The people making a difference: the mental health campaigner on the truth about personality disorders | Life and style
Katja Pavlovna doesn’t think any mental illness is sexy, of course. But her mental health initiative, Sorry My Mental Illness Isn’t Sexy Enough For You, addresses a very real issue, namely the way some conditions carry a greater stigma than others.
“When we think about mental health,” says Pavlovna, “we often think depression, anxiety, PTSD or bipolar disorder. But have you ever talked to someone about schizotypal personality disorder?”
Pavlovna, 34, a language teacher from the West Midlands, founded the project in 2021, shortly after being diagnosed with borderline personality disorder (BPD). “I set it up with my friend Kay Garbett, who also has a personality disorder,” she says. “We had numerous conversations about the way that if you Google ‘personality disorder’, you get loads of information, but few stories about lived experience. We set up the project to give a voice to people who don’t normally have one.”
Their website shares anonymous first-person testimony from people all over the world living with a mental illness. At first, people in their social circle shared their experiences but now, most of their stories come in through social media.
It was tough at first, says Pavlovna. “People didn’t want to talk to us. Most representation of serious mental illness is really negative and reinforces harmful stereotypes.” But when users saw honest and accurate reflections of the lived reality of mental health conditions, the submissions started flooding in. Pavlovna and Garbett often discovered conditions they had never heard about.
It took Pavlovna six years to be diagnosed with BPD. “I am what you would probably describe as high-functioning,” she says. “I have a family. I work full-time. It’s hard, unless you know me well, to know something’s not right. I’d be put on a waiting list to be referred somewhere, go for my appointment and be told, ‘There’s nothing wrong with you’.”
At first, she was scared that her diagnosis would stop her doing the job she loved. But by reading accounts of living with BPD, she realised that it was a completely manageable condition.
“You can have a relatively normal life with a personality disorder,” Pavlovna says. “That really put my mind at rest.” In fact, the diagnosis has been helpful at work. “It meant I could communicate what was wrong to other people, and make adjustments.”
Sorry My Mental Illness Isn’t Sexy Enough For You offers information and reassurance to others who might be anxious about their diagnosis. “Knowledge is power,” says Pavlovna. “And a personal resource is so helpful. I related much more to people sharing their own experiences than to NHS guidelines.”

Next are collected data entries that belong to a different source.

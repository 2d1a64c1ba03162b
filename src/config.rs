use std::path::{Path, PathBuf};

use serde::{Deserialize, Serialize};

use crate::error::{FolioError, Result};

#[derive(Debug, Clone, Deserialize, Serialize, Default)]
pub struct SiteConfig {
    #[serde(default)]
    pub site: SiteMetadata,
    #[serde(default)]
    pub templates: TemplatesConfig,
    #[serde(default)]
    pub custom: CustomAssets,
    #[serde(default)]
    pub seo: SeoConfig,
    #[serde(default)]
    pub build: BuildConfig,

    /// The whole config document, addressable by `{{cfg:...}}` references
    #[serde(skip)]
    pub raw: serde_json::Value,
}

#[derive(Debug, Clone, Deserialize, Serialize)]
pub struct BuildConfig {
    /// Enable HTML and CSS minification
    #[serde(default = "default_true")]
    pub minify: bool,

    /// Prefix substituted for the `{{basePath}}` token, e.g. "/portfolio"
    #[serde(default)]
    pub base_path: String,

    /// Content documents, relative to the site root
    #[serde(default = "default_content_dir")]
    pub content_dir: PathBuf,

    /// Where the built site goes when no output is given on the command line
    #[serde(default = "default_output_dir")]
    pub output_dir: PathBuf,
}

fn default_true() -> bool {
    true
}

fn default_content_dir() -> PathBuf {
    PathBuf::from("src/content")
}

fn default_output_dir() -> PathBuf {
    PathBuf::from("public")
}

impl Default for BuildConfig {
    fn default() -> Self {
        Self {
            minify: true,
            base_path: String::new(),
            content_dir: default_content_dir(),
            output_dir: default_output_dir(),
        }
    }
}

#[derive(Debug, Clone, Deserialize, Serialize)]
pub struct SiteMetadata {
    #[serde(default = "default_title")]
    pub title: String,
    #[serde(default)]
    pub description: String,
    #[serde(default)]
    pub author: String,
    #[serde(default)]
    pub keywords: Vec<String>,
    #[serde(default = "default_language")]
    pub language: String,
    #[serde(default)]
    pub branding: Branding,
    #[serde(default)]
    pub contact: Contact,
}

fn default_title() -> String {
    "My Static Site".to_string()
}

fn default_language() -> String {
    "en".to_string()
}

impl Default for SiteMetadata {
    fn default() -> Self {
        Self {
            title: default_title(),
            description: String::new(),
            author: String::new(),
            keywords: Vec::new(),
            language: default_language(),
            branding: Branding::default(),
            contact: Contact::default(),
        }
    }
}

#[derive(Debug, Clone, Deserialize, Serialize)]
pub struct Branding {
    #[serde(default = "default_favicon")]
    pub favicon: String,
    #[serde(default = "default_logo_src")]
    pub logo_src: String,
    pub logo_alt: Option<String>,
}

fn default_favicon() -> String {
    "assets/icons/favicon.svg".to_string()
}

fn default_logo_src() -> String {
    "assets/images/logo.svg".to_string()
}

impl Default for Branding {
    fn default() -> Self {
        Self {
            favicon: default_favicon(),
            logo_src: default_logo_src(),
            logo_alt: None,
        }
    }
}

#[derive(Debug, Clone, Deserialize, Serialize, Default)]
#[serde(default)]
pub struct Contact {
    pub full_name: String,
    pub role: String,
    pub institution: String,
    pub department: String,
    pub postal_address: String,
    pub office: String,
    pub coordinates: Option<Coordinates>,
    pub phones: Vec<String>,
    pub emails: Emails,
    pub socials: Vec<Social>,
}

#[derive(Debug, Clone, Copy, Deserialize, Serialize)]
pub struct Coordinates {
    pub latitude: f64,
    pub longitude: f64,
}

#[derive(Debug, Clone, Deserialize, Serialize, Default)]
#[serde(default)]
pub struct Emails {
    pub institutional: String,
    pub personal: Vec<String>,
    pub professional: Vec<String>,
}

#[derive(Debug, Clone, Deserialize, Serialize, Default)]
#[serde(default)]
pub struct Social {
    pub key: String,
    pub label: String,
    pub url: String,
}

#[derive(Debug, Clone, Deserialize, Serialize)]
pub struct TemplatesConfig {
    #[serde(default = "default_template")]
    pub default: String,
}

fn default_template() -> String {
    "default".to_string()
}

impl Default for TemplatesConfig {
    fn default() -> Self {
        Self {
            default: default_template(),
        }
    }
}

/// Site-wide stylesheets and scripts added to every page
#[derive(Debug, Clone, Deserialize, Serialize)]
pub struct CustomAssets {
    #[serde(default = "default_custom_styles")]
    pub styles: Vec<String>,
    #[serde(default = "default_custom_scripts")]
    pub scripts: Vec<ScriptEntry>,
}

fn default_custom_styles() -> Vec<String> {
    vec!["assets/css/custom.css".to_string()]
}

fn default_custom_scripts() -> Vec<ScriptEntry> {
    vec![ScriptEntry::Path("assets/js/custom.js".to_string())]
}

impl Default for CustomAssets {
    fn default() -> Self {
        Self {
            styles: default_custom_styles(),
            scripts: default_custom_scripts(),
        }
    }
}

/// A script reference: either a bare path or `{ src, module }`
#[derive(Debug, Clone, Deserialize, Serialize, PartialEq, Eq)]
#[serde(untagged)]
pub enum ScriptEntry {
    Path(String),
    Detailed {
        src: String,
        #[serde(default)]
        module: bool,
    },
}

impl ScriptEntry {
    pub fn src(&self) -> &str {
        match self {
            ScriptEntry::Path(src) => src,
            ScriptEntry::Detailed { src, .. } => src,
        }
    }

    pub fn is_module(&self) -> bool {
        matches!(self, ScriptEntry::Detailed { module: true, .. })
    }
}

#[derive(Debug, Clone, Deserialize, Serialize)]
pub struct SeoConfig {
    #[serde(default)]
    pub site_url: String,
    #[serde(default = "default_locale")]
    pub default_locale: String,
    #[serde(default = "default_type")]
    pub default_type: String,
    #[serde(default = "default_robots")]
    pub default_robots: String,
    #[serde(default)]
    pub default_image: String,
    #[serde(default)]
    pub twitter_handle: String,
    #[serde(default)]
    pub organization_name: String,
    #[serde(default)]
    pub same_as: Vec<String>,
}

fn default_locale() -> String {
    "en_US".to_string()
}

fn default_type() -> String {
    "website".to_string()
}

fn default_robots() -> String {
    "index,follow".to_string()
}

impl Default for SeoConfig {
    fn default() -> Self {
        Self {
            site_url: String::new(),
            default_locale: default_locale(),
            default_type: default_type(),
            default_robots: default_robots(),
            default_image: String::new(),
            twitter_handle: String::new(),
            organization_name: String::new(),
            same_as: Vec::new(),
        }
    }
}

impl SiteConfig {
    pub async fn load(site_path: &Path) -> Result<Self> {
        let config_path = site_path.join("config.toml");

        if !config_path.exists() {
            return Ok(SiteConfig::with_raw(SiteConfig::default()));
        }

        let content = tokio::fs::read_to_string(&config_path)
            .await
            .map_err(|e| FolioError::ConfigRead {
                path: (&config_path).into(),
                cause: e,
            })?;

        Self::parse(&config_path, &content)
    }

    pub fn parse(config_path: &Path, content: &str) -> Result<Self> {
        let config: SiteConfig = toml::from_str(content)
            .map_err(|e| FolioError::config_parse(config_path, content, e))?;
        let table: toml::Table = toml::from_str(content)
            .map_err(|e| FolioError::config_parse(config_path, content, e))?;

        let mut config = Self::with_raw(config);
        // Keys the user wrote win over defaults, and unknown keys stay addressable.
        if let Ok(serde_json::Value::Object(user)) = serde_json::to_value(table) {
            merge_json(&mut config.raw, serde_json::Value::Object(user));
        }
        Ok(config)
    }

    /// Fill `raw` from the typed config so defaults are addressable too
    fn with_raw(mut config: SiteConfig) -> Self {
        config.raw = serde_json::to_value(&config).unwrap_or(serde_json::Value::Null);
        config
    }

    pub fn logo_alt(&self) -> String {
        self.site
            .branding
            .logo_alt
            .as_deref()
            .map(str::trim)
            .filter(|alt| !alt.is_empty())
            .map(str::to_string)
            .unwrap_or_else(|| format!("{} logo", self.site.title))
    }
}

fn merge_json(base: &mut serde_json::Value, overlay: serde_json::Value) {
    match (base, overlay) {
        (serde_json::Value::Object(base_map), serde_json::Value::Object(overlay_map)) => {
            for (key, value) in overlay_map {
                match base_map.get_mut(&key) {
                    Some(existing) => merge_json(existing, value),
                    None => {
                        base_map.insert(key, value);
                    }
                }
            }
        }
        (slot, value) => *slot = value,
    }
}

#[cfg(test)]
mod tests {
    use super::*;

    #[test]
    fn test_defaults_when_empty() {
        let config = SiteConfig::parse(Path::new("config.toml"), "").unwrap();
        assert_eq!(config.site.title, "My Static Site");
        assert_eq!(config.templates.default, "default");
        assert_eq!(config.custom.styles, vec!["assets/css/custom.css"]);
        assert!(config.build.minify);
        assert_eq!(config.build.content_dir, PathBuf::from("src/content"));
        assert_eq!(config.seo.default_robots, "index,follow");
        assert_eq!(config.raw["site"]["title"], "My Static Site");
    }

    #[test]
    fn test_parse_contact_and_scripts() {
        let toml = r#"
[site]
title = "Dr. Ada"

[site.contact]
phones = ["+1 555 0100"]
socials = [{ key = "github", label = "GitHub", url = "https://github.com/ada" }]

[site.contact.emails]
institutional = "ada@uni.edu"

[custom]
scripts = ["assets/js/a.js", { src = "assets/js/b.js", module = true }]
"#;
        let config = SiteConfig::parse(Path::new("config.toml"), toml).unwrap();
        assert_eq!(config.site.title, "Dr. Ada");
        assert_eq!(config.site.contact.phones, vec!["+1 555 0100"]);
        assert_eq!(config.site.contact.emails.institutional, "ada@uni.edu");
        assert_eq!(config.custom.scripts.len(), 2);
        assert!(!config.custom.scripts[0].is_module());
        assert!(config.custom.scripts[1].is_module());
        assert_eq!(config.custom.scripts[1].src(), "assets/js/b.js");
        // Styles keep their default when only scripts are given
        assert_eq!(config.custom.styles, vec!["assets/css/custom.css"]);
    }

    #[test]
    fn test_raw_keeps_unknown_keys() {
        let toml = "[extra]\nmotto = \"Hello\"\n";
        let config = SiteConfig::parse(Path::new("config.toml"), toml).unwrap();
        assert_eq!(config.raw["extra"]["motto"], "Hello");
        assert_eq!(config.raw["site"]["title"], "My Static Site");
    }

    #[test]
    fn test_parse_error_has_span() {
        let err = SiteConfig::parse(Path::new("config.toml"), "[site\ntitle = 1").unwrap_err();
        assert!(matches!(err, FolioError::ConfigParse { .. }));
    }

    #[test]
    fn test_logo_alt_falls_back_to_title() {
        let config = SiteConfig::parse(Path::new("config.toml"), "[site]\ntitle = \"Ada\"").unwrap();
        assert_eq!(config.logo_alt(), "Ada logo");
    }
}
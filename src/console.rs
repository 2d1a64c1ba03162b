use std::sync::OnceLock;
use std::time::Instant;

use owo_colors::OwoColorize;

static BUILD_START: OnceLock<Instant> = OnceLock::new();

fn status_style(verb: &str, color: owo_colors::AnsiColors) -> String {
    format!("{:>12}", verb.color(color).bold())
}

pub fn status(verb: &str, message: impl std::fmt::Display) {
    eprintln!("{} {}", status_style(verb, owo_colors::AnsiColors::Green), message);
}

pub fn status_cyan(verb: &str, message: impl std::fmt::Display) {
    eprintln!("{} {}", status_style(verb, owo_colors::AnsiColors::Cyan), message);
}

pub fn warn(message: impl std::fmt::Display) {
    eprintln!("{} {}", status_style("Warning", owo_colors::AnsiColors::Yellow), message);
}

pub fn start_build() {
    BUILD_START.get_or_init(Instant::now);
}

pub fn finished(summary: impl std::fmt::Display) {
    let elapsed = BUILD_START
        .get()
        .map(|start| start.elapsed())
        .unwrap_or_default();

    eprintln!(
        "{} {} in {:.2}s",
        status_style("Finished", owo_colors::AnsiColors::Green),
        summary,
        elapsed.as_secs_f64()
    );
}

/// "1 page", "3 pages"
pub fn plural(count: usize, singular: &str, plural: &str) -> String {
    if count == 1 {
        format!("{count} {singular}")
    } else {
        format!("{count} {plural}")
    }
}

#[cfg(test)]
mod tests {
    use super::*;

    #[test]
    fn test_plural() {
        assert_eq!(plural(1, "page", "pages"), "1 page");
        assert_eq!(plural(0, "page", "pages"), "0 pages");
        assert_eq!(plural(12, "asset", "assets"), "12 assets");
    }
}
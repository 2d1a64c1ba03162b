//! `content-collection` and `content-carousel`: listings of other documents.
//!
//! Both scan their source folder through [`crate::collection::collect`] on
//! every render. The collection adds static sort/search/tag controls; the
//! carousel adds scroll buttons and a "view more" link.

use crate::blocks::{RenderContext, non_empty};
use crate::collection::{
    CollectOptions, ContentEntry, DEFAULT_EXCERPT_LENGTH, MAX_EXCERPT_LENGTH, MIN_EXCERPT_LENGTH,
    SortKey, collect, natural_cmp,
};
use crate::error::Result;
use crate::html::{block_classes, escape_html};
use crate::inline::{InlineOptions, format_inline};
use crate::model::{Block, CollectionSource, ContentCarouselData, ContentCollectionData};
use crate::url::{Relative, resolve_href};

const DEFAULT_EMPTY_MESSAGE: &str = "No published content yet.";
const DEFAULT_COLUMNS: usize = 3;
const CAROUSEL_LIMIT: usize = 6;
const CAROUSEL_EXCERPT_LENGTH: usize = 150;
const CAROUSEL_CARD_WIDTH: f64 = 300.0;

const PREV_ICON: &str = r#"<svg viewBox="0 0 24 24" aria-hidden="true"><path d="M14.7 5.3a1 1 0 0 1 0 1.4L10.41 11l4.3 4.3a1 1 0 0 1-1.42 1.4l-5-5a1 1 0 0 1 0-1.4l5-5a1 1 0 0 1 1.4 0z"/></svg>"#;
const NEXT_ICON: &str = r#"<svg viewBox="0 0 24 24" aria-hidden="true"><path d="M9.29 18.7a1 1 0 0 1 0-1.41L13.58 13l-4.3-4.29a1 1 0 1 1 1.42-1.42l5 5a1 1 0 0 1 0 1.42l-5 5a1 1 0 0 1-1.41 0z"/></svg>"#;

/// Round a finite number and clamp it; anything else is `default`.
fn clamp_round(value: Option<f64>, default: usize, min: usize, max: usize) -> usize {
    match value.filter(|v| v.is_finite()) {
        Some(v) => v.round().clamp(min as f64, max as f64) as usize,
        None => default,
    }
}

/// A whole number, as opposed to one that merely rounds to one.
fn whole(value: Option<f64>) -> Option<f64> {
    value.filter(|v| v.is_finite() && v.fract() == 0.0)
}

fn collect_options(source: &CollectionSource, excerpt_length: usize, limit: Option<usize>) -> CollectOptions {
    CollectOptions {
        source: source.source.clone(),
        include_root_files: source.include_root_files,
        published_only: source.published_only.unwrap_or(true),
        exclude: source.exclude.clone(),
        excerpt_length,
        sort: SortKey::from_key(source.default_sort.as_deref()),
        limit,
    }
}

fn empty_message(message: Option<&str>) -> String {
    escape_html(non_empty(message).unwrap_or(DEFAULT_EMPTY_MESSAGE))
}

fn title_and_intro(prefix: &str, title: Option<&str>, intro: Option<&str>) -> Result<String> {
    let mut html = String::new();
    if let Some(title) = non_empty(title) {
        html.push_str(&format!(
            "<h2 class=\"{prefix}-title\">{}</h2>\n",
            format_inline(title, &InlineOptions::single_line())?
        ));
    }
    if let Some(intro) = non_empty(intro) {
        html.push_str(&format!(
            "<p class=\"{prefix}-intro\">{}</p>\n",
            format_inline(intro, &InlineOptions::default())?
        ));
    }
    Ok(html)
}

/// The link body shared by collection and carousel cards.
fn card_link(prefix: &str, entry: &ContentEntry) -> Result<String> {
    let media = if entry.image.is_empty() {
        String::new()
    } else {
        format!(
            "<div class=\"{prefix}-card-media\"><img src=\"{}\" alt=\"{}\" loading=\"lazy\" decoding=\"async\" /></div>\n",
            escape_html(&entry.image),
            escape_html(&entry.title)
        )
    };
    let date = if entry.date_label.is_empty() {
        String::new()
    } else {
        format!(
            "<time class=\"{prefix}-date\" datetime=\"{}\">{}</time>\n",
            escape_html(&entry.date_iso),
            escape_html(&entry.date_label)
        )
    };
    let excerpt = if entry.excerpt.is_empty() {
        String::new()
    } else {
        format!(
            "<p class=\"{prefix}-card-excerpt\">{}</p>\n",
            format_inline(&entry.excerpt, &InlineOptions::no_links())?
        )
    };
    let tags = if entry.tags.is_empty() {
        String::new()
    } else {
        let items: String = entry
            .tags
            .iter()
            .map(|tag| format!("<li>{}</li>", escape_html(tag)))
            .collect();
        format!("<ul class=\"{prefix}-tags\">{items}</ul>\n")
    };

    Ok(format!(
        "<a class=\"{prefix}-card-link\" href=\"{}\">\n{media}<div class=\"{prefix}-card-body\">\n{date}\
         <h3 class=\"{prefix}-card-title\">{}</h3>\n{excerpt}{tags}</div>\n</a>\n",
        escape_html(&entry.href),
        format_inline(&entry.title, &InlineOptions::label())?,
    ))
}

pub fn render_content_collection(
    block: &Block,
    data: &ContentCollectionData,
    ctx: &RenderContext,
) -> Result<String> {
    let columns = clamp_round(data.max_columns, DEFAULT_COLUMNS, 2, 4);
    let excerpt_length = clamp_round(
        data.source.excerpt_length,
        DEFAULT_EXCERPT_LENGTH,
        MIN_EXCERPT_LENGTH,
        MAX_EXCERPT_LENGTH,
    );
    let limit = data.source.limit.filter(|l| *l > 0).map(|l| l as usize);
    let options = collect_options(&data.source, excerpt_length, limit);
    let entries = collect(ctx, &options)?;

    let controls = if data.enable_sort || data.enable_filter {
        collection_controls(data, options.sort, &collection_tags(&entries))
    } else {
        String::new()
    };
    let body = if entries.is_empty() {
        format!(
            "<p class=\"content-collection-empty\">{}</p>\n",
            empty_message(data.empty_message.as_deref())
        )
    } else {
        let cards = entries.iter().map(collection_card).collect::<Result<String>>()?;
        format!("<div class=\"content-collection-grid\" data-collection-grid>\n{cards}</div>\n")
    };

    Ok(format!(
        "<section class=\"{}\" style=\"--content-collection-columns: {columns};\" data-content-collection data-default-sort=\"{}\">\n\
         {}{controls}{body}</section>\n",
        block_classes(&["content-collection", "block-content-collection"], &block.style),
        options.sort.as_str(),
        title_and_intro(
            "content-collection",
            data.title.as_deref(),
            data.intro.as_deref()
        )?,
    ))
}

/// Every distinct tag, sorted case-insensitively.
fn collection_tags(entries: &[ContentEntry]) -> Vec<String> {
    let mut tags: Vec<String> = Vec::new();
    for tag in entries.iter().flat_map(|e| &e.tags) {
        if !tags.contains(tag) {
            tags.push(tag.clone());
        }
    }
    tags.sort_by(|a, b| natural_cmp(a, b));
    tags
}

fn collection_controls(data: &ContentCollectionData, selected: SortKey, tags: &[String]) -> String {
    let mut html = String::from("<div class=\"content-collection-controls\" data-collection-controls>\n");

    if data.enable_sort {
        let options: String = SortKey::ALL
            .into_iter()
            .map(|sort| {
                let marker = if sort == selected { " selected=\"selected\"" } else { "" };
                format!("<option value=\"{}\"{marker}>{}</option>", sort.as_str(), sort.label())
            })
            .collect();
        html.push_str(&format!(
            "<label class=\"content-collection-control\"><span>Sort</span><select data-collection-sort>{options}</select></label>\n"
        ));
    }

    if data.enable_filter {
        html.push_str(
            "<label class=\"content-collection-control content-collection-search\"><span>Search</span>\
             <input type=\"search\" placeholder=\"Search titles and summaries...\" data-collection-search /></label>\n",
        );
        if !tags.is_empty() {
            let options: String = tags
                .iter()
                .map(|tag| {
                    format!(
                        "<label class=\"content-collection-tag-option\"><input type=\"checkbox\" value=\"{}\" /><span>{}</span></label>\n",
                        escape_html(&tag.to_lowercase()),
                        escape_html(tag)
                    )
                })
                .collect();
            html.push_str(&format!(
                "<details class=\"content-collection-tags-dropdown\">\n\
                 <summary><span>Tags</span><span class=\"content-collection-tags-count\">{}</span></summary>\n\
                 <fieldset class=\"content-collection-tags-filter\" data-collection-tags>\n\
                 <legend class=\"sr-only\">Tags</legend>\n{options}</fieldset>\n</details>\n",
                tags.len()
            ));
        }
    }

    html.push_str("</div>\n");
    html
}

Pavlovna welcomes submissions from people with all mental health conditions, even the most stigmatised and taboo. “This is about awareness,” she says. “We’re not saying everyone with a personality disorder is perfect. It’s about acknowledging how damaging stigma can be, and how it stops people seeking help.”
“Katja deserves to be recognised for her tireless work,” says co-founder Garbett. “She has given a voice to some of the most discriminated-against people and helped educate the world. It has been a privilege to work alongside her and share her passion for making the world a less hate-filled place.”
Pavlovna has seen attitudes change. “I went to school in the early 2000s,” she recalls, “and mental health then wasn’t even a discussion.” But there is still work to do. “When we talk about mental health, the conversation veers towards general wellbeing. People have this idea that mental illnesses are quite fixable, but that’s not always the case.”
She spends around 10 hours a week editing and uploading personal testimony on to the site, and managing its Instagram page. It’s time-consuming, but worth it. “I get messages saying, ‘Thank you for bringing awareness to my personality disorder’. And messages from people in relationships with people with personality disorders, saying that it’s given them a different perspective.”
For her treat, Pavlovna suggests a pair of shoes from her favourite designer, Irregular Choice. “I tend to be quite a bold and eccentric dresser,” she tells me. She has her eye on a pair of multicoloured, glittery boots covered in stars.
The brand sends her a voucher, which she spends on the boots, which she’s thrilled with. Her style icon is the designer Zandra Rhodes, “because she doesn’t dress to please anyone, or conform to age expectations.”
The boots may be a little bit too full-on for work, Pavlovna admits. “As much as I’d love to wear them to school, I may have to save them for weekends.”